How I got the virus removed

When a hacker has access to one site, they can use it to access the rest so my host took action fast to ensure that the malicious files were contained. That means disabling access to all of my sites on the server, including Blogging Wizard. It's true that I do have a security plugin installed but it's also true that no security plugin will be able to offer complete protection.

I was hacked? What?

Additional Resources

Now that I've got AVG monitoring setup and access to their team, I can rest easier but the truth is that there are always other ways to improve WordPress security. AVG have a tool called SiteCheck which is a free malware scanner, it's not as good as the paid server-side scanner but it's a great option to get started with. Security plugins help but they can't cover every angle.

Haskers Gang's ZingoStealer

A new information-stealing malware, called ZingoStealer, has been identified. It possesses powerful data-stealing features and the ability to load additional payloads. Further, the info-stealer can mine Monero cryptocurrency. Soon after researchers from Cisco Talos discovered the offering, ZingoStealer changed hands and was transferred to another threat actor who is now believed to be undertaking further development efforts.

I was hacked? What?

When a hacker has access to one site, they can use it to access the rest so my host took action fast to ensure that the malicious files were contained. That means disabling access to all of my sites on the server, including Blogging Wizard. It’s true that I do have a security plugin installed but it's also true that no security plugin will be able to offer complete protection.

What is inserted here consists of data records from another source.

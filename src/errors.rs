use thiserror::Error;
use uuid::Uuid;

use crate::models::JobStatus;

/// Error taxonomy for the analysis service.
///
/// `InvalidInput` and `NotFound` surface as 4xx responses. `InvalidTransition`
/// is the store rejecting an illegal status move; it reaches clients only when
/// they request one (cancelling a finished job) and maps to 409 there.
/// `UpstreamFailure` covers the language-model backend and surfaces as 502.
#[derive(Debug, Error)]
pub enum AnalyzerError {
    #[error("invalid input: {0}")]
    InvalidInput(String),

    #[error("job {0} not found")]
    NotFound(Uuid),

    #[error("invalid transition from {from} to {to}")]
    InvalidTransition { from: JobStatus, to: JobStatus },

    #[error("stage '{stage}' failed: {message}")]
    StageFailure { stage: String, message: String },

    #[error("job {0} was cancelled")]
    Cancelled(Uuid),

    #[error("job {0} is not ready for questions (status: {1})")]
    NotReady(Uuid, JobStatus),

    #[error("upstream failure: {0}")]
    UpstreamFailure(String),

    #[error(transparent)]
    Other(#[from] anyhow::Error),
}

#[cfg(test)]
mod tests {
    use super::*;

    #[test]
    fn test_error_display_messages() {
        let id = Uuid::new_v4();
        let err = AnalyzerError::NotFound(id);
        assert_eq!(err.to_string(), format!("job {} not found", id));

        let err = AnalyzerError::InvalidTransition {
            from: JobStatus::Complete,
            to: JobStatus::Running,
        };
        assert_eq!(err.to_string(), "invalid transition from complete to running");

        let err = AnalyzerError::StageFailure {
            stage: "fetch".to_string(),
            message: "timed out".to_string(),
        };
        assert_eq!(err.to_string(), "stage 'fetch' failed: timed out");
    }

    #[test]
    fn test_anyhow_conversion() {
        let err: AnalyzerError = anyhow::anyhow!("db exploded").into();
        assert!(matches!(err, AnalyzerError::Other(_)));
        assert_eq!(err.to_string(), "db exploded");
    }

    #[test]
    fn test_variants_are_matchable() {
        let id = Uuid::new_v4();
        let err = AnalyzerError::NotReady(id, JobStatus::Running);
        match err {
            AnalyzerError::NotReady(job_id, status) => {
                assert_eq!(job_id, id);
                assert_eq!(status, JobStatus::Running);
            }
            _ => panic!("expected NotReady"),
        }
    }
}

How I got the virus removed

Open your Windows Security settings. Select Virus & threat protection > Scan options. Select Windows Defender Offline scan, and then select Scan now. The Windows Defender Offline scan takes about 15 minutes to run, and then your PC will restart. View the results of your scan Open your Windows Security settings. Select Virus & threat protection > Protection history.

Additional resources

Over to you

Security matters. You don’t have to be an expert, there are plenty of resources like those listed above which you can use to secure your blog and rest easier. Nothing will ever be 100% secure but you need to be as prepared as possible. If anything happens there are great folks that do this work freelance or the awesome teams at companies like Sucuri who you can go to.

QR Codes Abused for Qshing Attacks

Almost two decades after they were developed, the prevalence and usage of quick response (QR) codes have expanded far beyond their original scope. While many uses are legitimate, threat actors also leverage the technology for malicious purposes.